As privatizações, porém, só remediarão parcialmente o problema. Uma parte do produto dessas
cessões de ativos servirá, na verdade, para consolidar o capital de
empresas públicas, principalmente a Giat Industries e a DCN
(ex-direção de construções navais). Entre 1985 e 2003, o Estado
tirou apenas 66 bilhões dessas
vendas, ou seja, um ano de déficit
acumulado do Estado e da Seguridade Social. No Ministério da
Economia e Finanças, estima-se
que uma aceleração do programa
permitirá mobilizar rapidamente
cerca de 20 bilhões, dos quais
4 bilhões já estão inscritos na Lei
de Finanças de 2004.
Já anunciado, o lançamento na
Bolsa de uma parte do capital
(cerca de 30%) da Snecma poderia ocorrer a partir de junho e traria cerca de 2 bilhões.

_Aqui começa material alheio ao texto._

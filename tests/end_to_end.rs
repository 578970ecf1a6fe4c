//! End-to-end poll scenarios against the assembled service and a live server

use chrono::NaiveDate;
use livepoll::domain::Poll;
use livepoll::io::{
    start_http_server, AppState, FileSystemInitializer, LocalResourceEncoder, PackStore, PngQrCodec,
    StaticAddress,
};
use livepoll::services::{AccessGuard, DateAndTopicIdGenerator, PollRegistry, PollService, VotingPipeline};
use std::net::{IpAddr, Ipv4Addr, SocketAddr};
use std::path::Path;
use std::sync::Arc;
use std::time::Duration;
use tempfile::tempdir;
use tokio::io::{AsyncReadExt, AsyncWriteExt};
use tokio::net::TcpStream;
use tokio::sync::watch;

fn build_service(root: &Path, port: u16) -> PollService {
    let generator = DateAndTopicIdGenerator::with_clock(|| {
        NaiveDate::from_ymd_opt(2026, 10, 16).unwrap().and_hms_opt(12, 30, 0).unwrap()
    });
    let encoder = Arc::new(LocalResourceEncoder::new(
        StaticAddress(IpAddr::V4(Ipv4Addr::new(192, 168, 1, 20))),
        port,
    ));
    let pipeline = VotingPipeline::new(encoder, Arc::new(PngQrCodec::new(2, 2)), root.join("qr"));
    let store = PackStore::new(root.join("base"));
    FileSystemInitializer::new(&store, root.join("qr"), false).ensure_base_dir_ready().unwrap();
    PollService::new(Arc::new(PollRegistry::new(generator)), pipeline, store)
}

#[test]
fn test_lunch_scenario() {
    let dir = tempdir().unwrap();
    let service = build_service(dir.path(), 8080);

    let created = service.create_poll(Poll::new("Lunch", ["Pizza", "Sushi"]).unwrap()).unwrap();
    let id = created.poll_id.to_string();
    assert_eq!(id, "2026-10-16-12-30-00-lunch");

    let resources: Vec<&str> = created.targets.iter().map(|t| t.resource.as_str()).collect();
    assert_eq!(
        resources,
        [
            "http://192.168.1.20:8080/polls/2026-10-16-12-30-00-lunch/pizza",
            "http://192.168.1.20:8080/polls/2026-10-16-12-30-00-lunch/sushi",
        ]
    );
    assert!(dir.path().join("qr").join(format!("{id}-pizza.png")).is_file());
    assert!(dir.path().join("qr").join(format!("{id}-sushi.png")).is_file());

    let path = service.persist_poll(&id).unwrap();
    assert!(path.starts_with(dir.path().join("base").join("packs")));

    let metas = service.store().load_all_pack_metas().unwrap();
    assert_eq!(metas.len(), 1);
    assert_eq!(metas.values().next().unwrap().title, "Lunch");

    let file_name = path.file_name().unwrap().to_str().unwrap();
    let pack = service.store().load_pack_from_disk(file_name).unwrap();
    assert_eq!(pack.options(), ["Pizza", "Sushi"]);
}

#[test]
fn test_delete_gate_protects_other_files() {
    let dir = tempdir().unwrap();
    let service = build_service(dir.path(), 8080);

    let stray = dir.path().join("base").join("notes.json");
    std::fs::write(&stray, "{}").unwrap();
    assert!(service.store().delete_pack(&stray).is_err());
    assert!(service.store().delete_pack("/etc/passwd").is_err());
    assert!(stray.exists());
}

async fn http_request(addr: SocketAddr, request: &str) -> String {
    let mut stream = TcpStream::connect(addr).await.unwrap();
    stream.write_all(request.as_bytes()).await.unwrap();
    let mut response = String::new();
    stream.read_to_string(&mut response).await.unwrap();
    response
}

async fn connect_with_retry(addr: SocketAddr) {
    for _ in 0..50 {
        if TcpStream::connect(addr).await.is_ok() {
            return;
        }
        tokio::time::sleep(Duration::from_millis(20)).await;
    }
    panic!("server did not start on {addr}");
}

#[tokio::test]
async fn test_server_round_trip() {
    let dir = tempdir().unwrap();

    let port = std::net::TcpListener::bind("127.0.0.1:0").unwrap().local_addr().unwrap().port();
    let addr = SocketAddr::new(IpAddr::V4(Ipv4Addr::LOCALHOST), port);
    let state = Arc::new(AppState::new(build_service(dir.path(), port), AccessGuard));

    let (shutdown_tx, shutdown_rx) = watch::channel(false);
    let server = tokio::spawn(start_http_server(addr, state, shutdown_rx));
    connect_with_retry(addr).await;

    let health = http_request(addr, "GET /health HTTP/1.1\r\nHost: localhost\r\nConnection: close\r\n\r\n").await;
    assert!(health.starts_with("HTTP/1.1 200"));
    assert!(health.ends_with("ok"));

    let body = r#"{"topic":"Lunch","options":["Pizza","Sushi"]}"#;
    let create = format!(
        "POST /polls HTTP/1.1\r\nHost: localhost\r\nContent-Type: application/json\r\nContent-Length: {}\r\nConnection: close\r\n\r\n{body}",
        body.len()
    );
    let created = http_request(addr, &create).await;
    assert!(created.starts_with("HTTP/1.1 201"), "{created}");
    assert!(created.ends_with("2026-10-16-12-30-00-lunch"));

    let vote = http_request(
        addr,
        "GET /polls/2026-10-16-12-30-00-lunch/sushi HTTP/1.1\r\nHost: localhost\r\nConnection: close\r\n\r\n",
    )
    .await;
    assert!(vote.starts_with("HTTP/1.1 200"));
    assert!(vote.contains("I registered your vote \"sushi\"."));

    shutdown_tx.send(true).unwrap();
    server.await.unwrap().unwrap();
}

#[test]
fn test_build_revision_stamped() {
    let revision = env!("GIT_HASH");
    assert!(!revision.is_empty());
    assert!(!revision.contains(char::is_whitespace));
}
//! IO modules - external system interfaces
//!
//! - `resource` - LAN address resolution and vote URIs
//! - `qr` - QR encoding and PNG rendering
//! - `persistence` - Pack files on disk
//! - `fs_init` - Startup directory layout
//! - `http` - Poll HTTP server

pub mod fs_init;
pub mod http;
pub mod persistence;
pub mod qr;
pub mod resource;

// Re-export commonly used types
pub use fs_init::FileSystemInitializer;
pub use http::{start_http_server, AppState};
pub use persistence::{DeleteRejection, PackError, PackStore};
pub use qr::{PngQrCodec, QrCodec};
pub use resource::{LanAddressResolver, LocalResourceEncoder, StaticAddress, UdpProbeResolver};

Os particulares poderiam ser
chamados a participar de uma
nova cessão de títulos da France
Télécom, da qual o Estado ainda
detém 50,15%. Essa empresa vale
55 bilhões na Bolsa. Os banqueiros de negócios estimam que, depois da Snecma, é a operação mais
provável. Na opinião deles, é possível colocar entre 5 bilhões e
7 bilhões em títulos no mercado.
Quando a aproximação na Bolsa
entre a Air France e a aérea holandesa KLM for concluída, o Estado
também poderá se livrar de uma
parte de seus títulos da companhia francesa. Também restam
todas as empresas nas quais ele
tem uma pequena participação.
Em discurso, Raffarin parece ter
excluído aquelas que não podem
ser vendidas sem um reforço de
sua lógica industrial.
Ele explicou: "Devemos reforçar nossa base industrial favorecendo as alianças, principalmente
nos setores em que a França é dinâmica, como nas indústrias ferroviária, automobilística, aeronáutica, farmacêutica, agroalimentar, de telecomunicações ou
espacial". Por trás da urgência orçamentária, restaria, portanto,
um vestígio da lógica industrial.
Outras na mira
O primeiro-ministro também
lembrou que essas privatizações
ficariam "no setor competitivo".
Trata-se de apressar o passo, mas
sem agitar um lenço vermelho recolocando em questão a propriedade pública de empresas como o
Correio, a SNCF (ferrovias) ou a
RATP (transportes urbanos).
Por outro lado, o calendário vai
ficar mais rápido para a EDF. Examinado no Conselho de Estado, o
projeto de mudança de estatuto
da empresa poderia passar ao
mesmo tempo pelo Conselho de
Ministros.
Se essa operação for realizada
antes do fim do ano, a EDF pagaria uma compensação que beneficiaria os regimes de aposentadoria básica e complementares e aliviaria o déficit público. Mas nem
o valor nem as modalidades foram definidos.